A média móvel trimestral, que suaviza oscilações pontuais e reflete a tendência recente, aponta variação negativa de 0,1%.

No acumulado de 2026, o setor avança 1,8%, e em 12 meses, 1,2%. Os números indicam desaceleração, uma vez que, em março, o acumulado de 12 meses era 2,3%.

Os dados fazem parte da Pesquisa Mensal de Comércio (PMC), divulgada nesta terça-feira (15) pelo Instituto Brasileiro de Geografia e Estatística (IBGE).

O resultado de julho coloca o comércio brasileiro 10,6% acima do nível pré-pandemia de covid-19 (fevereiro de 2020) e 1,5% abaixo do maior patamar já registrado, alcançado em março de 2026.

De acordo com o analista da pesquisa, Cristiano Santos, o comércio está em patamar equivalente a dezembro de 2025.

Comportamento

O levantamento mostra que das oito atividades pesquisadas pelo IBGE, cinco apresentaram retração na passagem de junho para julho.

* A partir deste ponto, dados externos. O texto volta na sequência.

// src/exec/backend.rs

//! Pluggable process backend abstraction.
//!
//! The supervisor talks to a `ProcessBackend` instead of spawning processes
//! itself. This makes it easy to swap in a fake backend in tests while keeping
//! the production implementation in [`process`](super::process).
//!
//! - `CommandBackend` is the default implementation used by `watchsup`.
//! - Tests can provide their own `ProcessBackend` that, for example, records
//!   start/stop ordering without touching the OS.

use std::fmt::Debug;
use std::future::Future;
use std::path::PathBuf;
use std::pin::Pin;

use crate::config::ProgramConfig;
use crate::errors::Result;

use super::process::{RunningChild, launch_program, stop_child};

/// Trait abstracting how the supervised program is started and stopped.
pub trait ProcessBackend: Send {
    /// Handle to one running instance of the program.
    type Handle: Debug + Send;

    /// Start a new instance (running the build step first if configured).
    fn launch(&mut self) -> Pin<Box<dyn Future<Output = Result<Self::Handle>> + Send + '_>>;

    /// Stop the given instance and wait until it has exited.
    ///
    /// An instance that already exited must be treated as success.
    fn terminate(
        &mut self,
        handle: Self::Handle,
    ) -> Pin<Box<dyn Future<Output = Result<()>> + Send + '_>>;
}

/// Real backend: builds and runs the program with `tokio::process`.
#[derive(Debug, Clone)]
pub struct CommandBackend {
    program: ProgramConfig,
    root: PathBuf,
}

impl CommandBackend {
    /// `root` is used as the working directory for the build step and the
    /// child, and as the base for a relative executable path.
    pub fn new(program: ProgramConfig, root: impl Into<PathBuf>) -> Self {
        Self {
            program,
            root: root.into(),
        }
    }
}

impl ProcessBackend for CommandBackend {
    type Handle = RunningChild;

    fn launch(&mut self) -> Pin<Box<dyn Future<Output = Result<Self::Handle>> + Send + '_>> {
        Box::pin(launch_program(&self.program, &self.root))
    }

    fn terminate(
        &mut self,
        handle: Self::Handle,
    ) -> Pin<Box<dyn Future<Output = Result<()>> + Send + '_>> {
        let grace = self.program.grace_period;
        Box::pin(stop_child(handle, grace))
    }
}
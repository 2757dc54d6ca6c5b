// src/engine/mod.rs

//! Supervision engine for watchsup.
//!
//! This module ties together:
//! - the change detector (what changed since the last tick)
//! - the process backend (how the child is launched and stopped)
//! - the main loop that reacts to:
//!   - polling ticks
//!   - external control events (shutdown, forced restart)
//!
//! The pure state machine lives in [`core`]; the async/IO shell is
//! implemented in [`runtime`].

/// Lifecycle state of the supervised child, as tracked by the core.
#[derive(Debug, Clone, Copy, PartialEq, Eq)]
pub enum SupervisorState {
    /// No child is running (initially, or after a failed launch).
    Stopped,
    /// First launch (or relaunch after a failure) in progress.
    Starting,
    /// A child is live.
    Running,
    /// The previous child was told to stop; a replacement is being launched.
    Restarting,
    /// Shutdown requested; the loop is exiting.
    Terminated,
}

/// Events flowing into the supervisor core.
#[derive(Debug, Clone, Copy, PartialEq, Eq)]
pub enum SupervisorEvent {
    /// The loop is starting; launch the initial child.
    Startup,
    /// A scan reported at least one modified file (or a restart was forced).
    ChangeDetected,
    /// The backend started a child.
    LaunchSucceeded,
    /// The backend could not start a child (build or spawn failed).
    LaunchFailed,
    /// Graceful shutdown requested (e.g. Ctrl-C).
    ShutdownRequested,
}

/// Loop timing and location.
#[derive(Debug, Clone)]
pub struct SupervisorOptions {
    pub root: std::path::PathBuf,
    pub interval: std::time::Duration,
}

pub mod core;
pub mod runtime;

pub use self::core::{CoreStep, SupervisorCommand, SupervisorCore};
pub use self::runtime::Supervisor;
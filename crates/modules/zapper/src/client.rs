//! Portfolio gateway client. The gateway proxies Zapper and returns the
//! camelCase portfolio shape defined in `folio-common`.

use std::time::Duration;

use async_trait::async_trait;
use folio_common::error::{FolioError, FolioResult};
use folio_common::traits::PortfolioProvider;
use folio_common::types::PortfolioData;
use tracing::debug;
use url::Url;

const REQUEST_TIMEOUT: Duration = Duration::from_secs(15);

/// Client for the hosted portfolio gateway.
pub struct GatewayClient {
    http: reqwest::Client,
    base_url: String,
}

impl GatewayClient {
    pub fn new(base_url: &str) -> FolioResult<Self> {
        Url::parse(base_url)
            .map_err(|e| FolioError::Config(format!("Invalid gateway URL: {e}")))?;
        let http = reqwest::Client::builder()
            .timeout(REQUEST_TIMEOUT)
            .build()
            .map_err(|e| FolioError::Network(e.to_string()))?;
        Ok(Self {
            http,
            base_url: base_url.trim_end_matches('/').to_string(),
        })
    }

    /// Check if the gateway is reachable.
    pub async fn health(&self) -> bool {
        let url = format!("{}/api/health", self.base_url);
        match self.http.get(&url).send().await {
            Ok(r) => r.status().is_success(),
            Err(_) => false,
        }
    }
}

#[async_trait]
impl PortfolioProvider for GatewayClient {
    async fn portfolio(&self, address: &str) -> FolioResult<PortfolioData> {
        let url = format!("{}/api/portfolio/{}", self.base_url, address);
        debug!(%url, "requesting portfolio");

        let response = self
            .http
            .get(&url)
            .send()
            .await
            .map_err(|e| FolioError::Network(format!("Failed to reach gateway at {url}: {e}")))?;

        let status = response.status();
        if !status.is_success() {
            let message = response.text().await.unwrap_or_default();
            return Err(FolioError::Gateway {
                status: status.as_u16(),
                message,
            });
        }

        response
            .json::<PortfolioData>()
            .await
            .map_err(|e| FolioError::Network(format!("Malformed gateway response: {e}")))
    }
}
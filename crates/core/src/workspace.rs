//! Dotfolder management — `$HOME/.folio/` with a seeded `config.toml`.

use std::fs;
use std::path::PathBuf;

use anyhow::{Context, Result};
use tracing::info;

use crate::config::AppConfig;

/// Dotfolder name under `$HOME`.
const DOTFOLDER: &str = ".folio";

/// Resolve the root path: `$HOME/.folio/`.
pub fn root_dir() -> Result<PathBuf> {
    let home = dirs::home_dir().context("Could not determine home directory")?;
    Ok(home.join(DOTFOLDER))
}

/// Resolve a path relative to the dotfolder root.
pub fn resolve(relative: &str) -> Result<PathBuf> {
    Ok(root_dir()?.join(relative))
}

/// Ensure the dotfolder exists and `config.toml` is seeded with
/// defaults. Idempotent — safe to call on every launch.
pub fn init_workspace() -> Result<()> {
    let root = root_dir()?;
    if !root.exists() {
        fs::create_dir_all(&root)
            .with_context(|| format!("Failed to create directory: {}", root.display()))?;
        info!("created directory: {}", root.display());
    }

    let config_path = root.join("config.toml");
    if !config_path.exists() {
        let default_config = AppConfig::default();
        let toml_str = default_config
            .to_toml_string()
            .context("Failed to serialize default config")?;
        fs::write(&config_path, &toml_str)
            .with_context(|| format!("Failed to write {}", config_path.display()))?;
        info!("created default config: {}", config_path.display());
    }

    Ok(())
}

/// Load the config from disk. If the schema drifted (missing fields),
/// regenerate defaults and persist them.
pub fn load_config() -> Result<AppConfig> {
    let config_path = resolve("config.toml")?;
    let raw = fs::read_to_string(&config_path)
        .with_context(|| format!("Failed to read {}", config_path.display()))?;

    match AppConfig::from_toml_str(&raw) {
        Ok(config) => Ok(config),
        Err(_) => {
            info!("config.toml outdated, regenerating with defaults");
            let config = AppConfig::default();
            save_config(&config)?;
            Ok(config)
        }
    }
}

/// Write the config back to disk.
pub fn save_config(config: &AppConfig) -> Result<()> {
    let config_path = resolve("config.toml")?;
    let toml_str = config
        .to_toml_string()
        .context("Failed to serialize config")?;
    fs::write(&config_path, &toml_str)
        .with_context(|| format!("Failed to write {}", config_path.display()))?;
    Ok(())
}
use anyhow::Result;
use folio_core::config::AppConfig;
use folio_core::workspace;
use folio_mod_zapper::GatewayClient;
use folio_utils::output::{render, DoctorOutput, OutputFormat};

/// `folio doctor` — check config and gateway reachability.
pub async fn run(fmt: OutputFormat) -> Result<()> {
    let loaded = workspace::load_config();
    let config_ok = loaded.is_ok();
    let config = loaded.unwrap_or_else(|_| AppConfig::default());

    let gateway_ok = match GatewayClient::new(&config.endpoints.gateway_url) {
        Ok(client) => client.health().await,
        Err(_) => false,
    };

    let output = DoctorOutput {
        config_ok,
        gateway_url: config.endpoints.gateway_url,
        gateway_ok,
    };
    render(fmt, &output)
}
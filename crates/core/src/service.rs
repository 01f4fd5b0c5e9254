//! The one injectable service object a consumer constructs per process.
//!
//! Bundles the fetch gate and the aggregator so callers (CLI, tests,
//! embedding applications) hold a single handle with no hidden globals.

use std::sync::Arc;

use folio_common::traits::{MetadataProvider, PortfolioProvider};
use folio_common::types::{TokenAttributes, TokenDetail};

use crate::aggregator::{AddressSet, PortfolioAggregator, PortfolioBundle};
use crate::gate::FetchGate;
use crate::preload::{preload_token_logos, PreloadHandle};

/// Portfolio engine facade.
pub struct PortfolioService {
    gate: Arc<FetchGate>,
    aggregator: PortfolioAggregator,
}

impl PortfolioService {
    pub fn new(
        metadata: Arc<dyn MetadataProvider>,
        portfolios: Arc<dyn PortfolioProvider>,
    ) -> Self {
        Self {
            gate: Arc::new(FetchGate::new(metadata)),
            aggregator: PortfolioAggregator::new(portfolios),
        }
    }

    /// Run a fresh aggregation for the address set. Re-running with the
    /// same set is the `refetch` of the exposed interface — aggregation
    /// is always from scratch.
    pub async fn aggregate(&self, set: &AddressSet) -> PortfolioBundle {
        self.aggregator.aggregate(set).await
    }

    /// Gate-backed metadata lookup; `None` means suppressed or absent.
    pub async fn fetch_token_data(
        &self,
        network: &str,
        address: &str,
        fallback_image: Option<String>,
    ) -> Option<TokenAttributes> {
        self.gate.fetch(network, address, fallback_image).await
    }

    /// Evict and re-fetch one token, bypassing a fresh cache entry.
    pub async fn force_refresh_token_data(
        &self,
        network: &str,
        address: &str,
        fallback_image: Option<String>,
    ) -> Option<TokenAttributes> {
        self.gate.force_refresh(network, address, fallback_image).await
    }

    /// Kick off a background cache warm-up for the given tokens.
    pub fn preload_token_logos(&self, tokens: &[TokenDetail]) -> PreloadHandle {
        preload_token_logos(&self.gate, tokens)
    }
}
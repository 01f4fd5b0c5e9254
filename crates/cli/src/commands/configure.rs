use anyhow::Result;
use folio_core::workspace;
use folio_utils::output::{render_json_or, ConfigOutput, OutputFormat, TableDisplay};
use rust_decimal::Decimal;

/// `folio configure show` — display current config.
pub fn run(fmt: OutputFormat) -> Result<()> {
    let config = workspace::load_config()?;

    let output = ConfigOutput {
        gateway_url: config.endpoints.gateway_url.clone(),
        gecko_url: config.endpoints.gecko_url.clone(),
        hide_dust: config.display.hide_dust,
        dust_threshold: config.display.dust_threshold,
    };

    if !render_json_or(fmt, &output)? {
        output.print_table();
        println!();
        println!("Tip: edit settings with `folio configure gateway|gecko|hide-dust|threshold`.");
    }

    Ok(())
}

/// `folio configure gateway <url>`
pub fn set_gateway(url: &str) -> Result<()> {
    folio_mod_zapper::GatewayClient::new(url)?;
    let mut config = workspace::load_config()?;
    config.endpoints.gateway_url = url.trim_end_matches('/').to_string();
    workspace::save_config(&config)?;
    println!("✓ Gateway URL set to {}", config.endpoints.gateway_url);
    Ok(())
}

/// `folio configure gecko <url>`
pub fn set_gecko(url: &str) -> Result<()> {
    folio_mod_gecko::GeckoClient::new(url)?;
    let mut config = workspace::load_config()?;
    config.endpoints.gecko_url = url.trim_end_matches('/').to_string();
    workspace::save_config(&config)?;
    println!("✓ Gecko URL set to {}", config.endpoints.gecko_url);
    Ok(())
}

/// `folio configure hide-dust <true|false>`
pub fn set_hide_dust(enabled: bool) -> Result<()> {
    let mut config = workspace::load_config()?;
    config.display.hide_dust = enabled;
    workspace::save_config(&config)?;
    println!("✓ hide_dust = {enabled}");
    Ok(())
}

/// `folio configure threshold <usd>`
pub fn set_threshold(value: Decimal) -> Result<()> {
    let mut config = workspace::load_config()?;
    config.display.dust_threshold = value;
    workspace::save_config(&config)?;
    println!("✓ Dust threshold set to ${value}");
    Ok(())
}
#[cfg(test)]
mod tests {
    use super::*;
    use async_trait::async_trait;
    use std::collections::VecDeque;
    use std::sync::atomic::{AtomicUsize, Ordering};
    use tokio::sync::Notify;
    use tokio::time::advance;

    fn attrs(symbol: &str) -> TokenAttributes {
        TokenAttributes {
            address: "0xabc".into(),
            name: symbol.into(),
            symbol: symbol.into(),
            decimals: Some(18),
            image_url: None,
            price_usd: None,
            market_cap_usd: None,
            price_change_h24: None,
        }
    }

    /// Scripted provider: pops pre-programmed responses; once the script
    /// is exhausted every call succeeds. Optionally blocks each call
    /// until notified.
    struct ScriptedProvider {
        calls: AtomicUsize,
        script: Mutex<VecDeque<Result<TokenAttributes, FetchError>>>,
        hold: Option<Arc<Notify>>,
    }

    impl ScriptedProvider {
        fn ok() -> Self {
            Self::with_script(vec![])
        }

        fn with_script(script: Vec<Result<TokenAttributes, FetchError>>) -> Self {
            Self {
                calls: AtomicUsize::new(0),
                script: Mutex::new(script.into()),
                hold: None,
            }
        }

        fn holding(hold: Arc<Notify>) -> Self {
            Self {
                calls: AtomicUsize::new(0),
                script: Mutex::new(VecDeque::new()),
                hold: Some(hold),
            }
        }

        fn calls(&self) -> usize {
            self.calls.load(Ordering::SeqCst)
        }
    }

    #[async_trait]
    impl MetadataProvider for ScriptedProvider {
        async fn token_metadata(
            &self,
            _network: &str,
            address: &str,
        ) -> Result<TokenAttributes, FetchError> {
            self.calls.fetch_add(1, Ordering::SeqCst);
            if let Some(hold) = &self.hold {
                hold.notified().await;
            }
            let next = self.script.lock().unwrap().pop_front();
            next.unwrap_or_else(|| Ok(attrs(address)))
        }
    }

    fn gate_with(provider: Arc<ScriptedProvider>) -> Arc<FetchGate> {
        Arc::new(FetchGate::new(provider))
    }

    #[tokio::test(start_paused = true)]
    async fn test_concurrent_fetches_coalesce_to_one_call() {
        let provider = Arc::new(ScriptedProvider::ok());
        let gate = gate_with(provider.clone());

        let (a, b) = tokio::join!(
            gate.fetch("base", "0xAAA", None),
            gate.fetch("base", "0xAAA", None),
        );

        assert_eq!(provider.calls(), 1);
        assert_eq!(a, b);
        assert!(a.is_some());
    }

    #[tokio::test(start_paused = true)]
    async fn test_cache_hit_skips_provider() {
        let provider = Arc::new(ScriptedProvider::ok());
        let gate = gate_with(provider.clone());

        assert!(gate.fetch("base", "0xAAA", None).await.is_some());
        assert!(gate.fetch("base", "0xAAA", None).await.is_some());
        assert_eq!(provider.calls(), 1);
    }

    #[tokio::test(start_paused = true)]
    async fn test_not_found_is_negative_cached_for_full_ttl() {
        let provider = Arc::new(ScriptedProvider::with_script(vec![Err(FetchError::NotFound)]));
        let gate = gate_with(provider.clone());

        assert!(gate.fetch("base", "0xAAA", None).await.is_none());
        assert!(gate.fetch("base", "0xAAA", None).await.is_none());
        assert_eq!(provider.calls(), 1);

        // Still suppressed just inside the success TTL.
        advance(Duration::from_secs(29 * 60)).await;
        assert!(gate.fetch("base", "0xAAA", None).await.is_none());
        assert_eq!(provider.calls(), 1);

        // Expired — the gate asks upstream again.
        advance(Duration::from_secs(2 * 60)).await;
        assert!(gate.fetch("base", "0xAAA", None).await.is_some());
        assert_eq!(provider.calls(), 2);
    }

    #[tokio::test(start_paused = true)]
    async fn test_forbidden_is_a_stable_miss_not_a_failure() {
        let provider = Arc::new(ScriptedProvider::with_script(vec![Err(
            FetchError::Rejected { status: 403 },
        )]));
        let gate = gate_with(provider.clone());

        assert!(gate.fetch("base", "0xAAA", None).await.is_none());

        // Not counted as a failure: a short failure-TTL wait changes nothing.
        advance(Duration::from_secs(6 * 60)).await;
        assert!(gate.fetch("base", "0xAAA", None).await.is_none());
        assert_eq!(provider.calls(), 1);
    }

    #[tokio::test(start_paused = true)]
    async fn test_three_transient_failures_blacklist_the_key() {
        let provider = Arc::new(ScriptedProvider::with_script(vec![
            Err(FetchError::Upstream { status: 500 }),
            Err(FetchError::Upstream { status: 502 }),
            Err(FetchError::Network("connection reset".into())),
        ]));
        let gate = gate_with(provider.clone());

        assert!(gate.fetch("base", "0xAAA", None).await.is_none());
        advance(Duration::from_secs(6 * 60)).await;
        assert!(gate.fetch("base", "0xAAA", None).await.is_none());
        advance(Duration::from_secs(6 * 60)).await;
        assert!(gate.fetch("base", "0xAAA", None).await.is_none());
        assert_eq!(provider.calls(), 3);

        // Third strike: blacklisted, no outbound call at all.
        assert!(gate.fetch("base", "0xAAA", None).await.is_none());
        assert_eq!(provider.calls(), 3);

        // Backoff window (5min × 2^0) elapsed — retried and healed.
        advance(Duration::from_secs(6 * 60)).await;
        assert!(gate.fetch("base", "0xAAA", None).await.is_some());
        assert_eq!(provider.calls(), 4);
    }

    #[tokio::test(start_paused = true)]
    async fn test_rate_limit_trips_global_breaker_for_unrelated_keys() {
        let provider = Arc::new(ScriptedProvider::with_script(vec![Err(
            FetchError::RateLimited,
        )]));
        let gate = gate_with(provider.clone());

        assert!(gate.fetch("base", "0xAAA", None).await.is_none());
        assert_eq!(provider.calls(), 1);

        // A never-failed key is suppressed too.
        assert!(gate.fetch("ethereum", "0xBBB", None).await.is_none());
        assert_eq!(provider.calls(), 1);

        advance(RATE_LIMIT_COOLDOWN + Duration::from_secs(1)).await;
        assert!(gate.fetch("ethereum", "0xBBB", None).await.is_some());
        assert_eq!(provider.calls(), 2);
    }

    #[tokio::test(start_paused = true)]
    async fn test_admission_cap_drops_third_concurrent_fetch() {
        let hold = Arc::new(Notify::new());
        let provider = Arc::new(ScriptedProvider::holding(hold.clone()));
        let gate = gate_with(provider.clone());

        let f1 = tokio::spawn({
            let gate = gate.clone();
            async move { gate.fetch("base", "0xAAA", None).await }
        });
        let f2 = tokio::spawn({
            let gate = gate.clone();
            async move { gate.fetch("base", "0xBBB", None).await }
        });

        // Let both drivers pass pacing and block inside the provider.
        sleep(Duration::from_secs(2)).await;
        assert_eq!(provider.calls(), 2);

        // Two slots occupied — the third key is dropped, not queued.
        assert!(gate.fetch("base", "0xCCC", None).await.is_none());
        assert_eq!(provider.calls(), 2);

        hold.notify_waiters();
        assert!(f1.await.unwrap().is_some());
        assert!(f2.await.unwrap().is_some());

        // Slots released — the dropped key goes through on re-poll.
        // notify_one stores a permit, so the third driver is released
        // even though it has not parked on the Notify yet.
        hold.notify_one();
        assert!(gate.fetch("base", "0xCCC", None).await.is_some());
        assert_eq!(provider.calls(), 3);
    }

    #[tokio::test(start_paused = true)]
    async fn test_force_refresh_bypasses_fresh_cache() {
        let provider = Arc::new(ScriptedProvider::with_script(vec![
            Ok(attrs("OLD")),
            Ok(attrs("NEW")),
        ]));
        let gate = gate_with(provider.clone());

        let first = gate.fetch("base", "0xAAA", None).await.unwrap();
        assert_eq!(first.symbol, "OLD");
        assert_eq!(provider.calls(), 1);

        let refreshed = gate.force_refresh("base", "0xAAA", None).await.unwrap();
        assert_eq!(refreshed.symbol, "NEW");
        assert_eq!(provider.calls(), 2);

        // Refreshed value is what stays cached.
        let cached = gate.fetch("base", "0xAAA", None).await.unwrap();
        assert_eq!(cached.symbol, "NEW");
        assert_eq!(provider.calls(), 2);
    }

    #[tokio::test(start_paused = true)]
    async fn test_missing_logo_takes_caller_fallback() {
        let provider = Arc::new(ScriptedProvider::ok());
        let gate = gate_with(provider);

        let got = gate
            .fetch("base", "0xAAA", Some("https://cdn.example/eth.png".into()))
            .await
            .unwrap();
        assert_eq!(got.image_url.as_deref(), Some("https://cdn.example/eth.png"));
    }

    #[tokio::test(start_paused = true)]
    async fn test_completed_fetches_sweep_expired_entries() {
        let provider = Arc::new(ScriptedProvider::ok());
        let gate = gate_with(provider);

        assert!(gate.fetch("base", "0xAAA", None).await.is_some());
        advance(SUCCESS_TTL + Duration::from_secs(1)).await;

        // The next completed fetch purges the expired entry on its way
        // out, so only its own fresh entry remains.
        assert!(gate.fetch("base", "0xBBB", None).await.is_some());
        assert_eq!(gate.state().cache.len(), 1);
    }

    #[tokio::test(start_paused = true)]
    async fn test_dispatches_are_paced_a_second_apart() {
        let provider = Arc::new(ScriptedProvider::ok());
        let gate = gate_with(provider.clone());

        let started = Instant::now();
        let (a, b) = tokio::join!(
            gate.fetch("base", "0xAAA", None),
            gate.fetch("base", "0xBBB", None),
        );
        assert!(a.is_some() && b.is_some());
        assert_eq!(provider.calls(), 2);
        assert!(started.elapsed() >= MIN_FETCH_SPACING);
    }
}
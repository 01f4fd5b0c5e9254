//! Shared CLI utilities: output rendering and value formatting.

pub mod format;
pub mod output;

Veja o comportamento dos grupos de atividades:

  1. móveis e eletrodomésticos: -4,9%;
  2. livros, jornais, revistas e papelaria: -4,2%;
  3. tecidos, vestuário e calçados: -2,7%;
  4. outros artigos de uso pessoal e doméstico: -2,2%;
  5. hiper, supermercados, produtos alimentícios, bebidas e fumo: -0,2%;
  6. artigos farmacêuticos, médicos, ortopédicos e de perfumaria: 0,6%;
  7. equipamentos e material para escritório, informática e comunicação: 0,6%;
  8. combustíveis e lubrificantes: 0,3%.

Cristiano Santos explica que a queda de eletrodomésticos, revistas e papelaria, e vestuário têm relação com a Copa do Mundo, ocorrida em junho e julho, uma vez que venda de itens como TVs e álbuns de figurinha tiveram crescimento nos meses anteriores à copa, aumentando a base de comparação de julho. 

“É como se as pessoas tivessem concentrado a capacidade de consumo desses produtos que têm a ver com a copa principalmente em maio.”

Já em 12 meses, a venda de móveis e eletrodomésticos avança 3,9%.

“Todo mundo que iria comprar uma televisão, aproveitou que teria Copa e comprou em maio”, exemplifica Santos.

Atacado

No comércio varejista ampliado, que inclui atividades de atacado – veículos, motos, partes e peças; material de construção; e produtos alimentícios, bebidas e fumo – o indicador subiu 0,4% de junho para julho e marca variação positiva de 1,2% no acumulado de 12 meses.

Conjuntura da economia

A Pesquisa Mensal de Comércio é a terceira de três levantamentos conjunturais divulgados mensalmente pelo IBGE. Nos últimos dias o instituto revelou que o setor de serviços ficou estável no mês (variação nula, 0%) e alta de 2,4% em 12 meses. Já a indústria cresceu 0,2% no mês e 0,6% em 12 meses.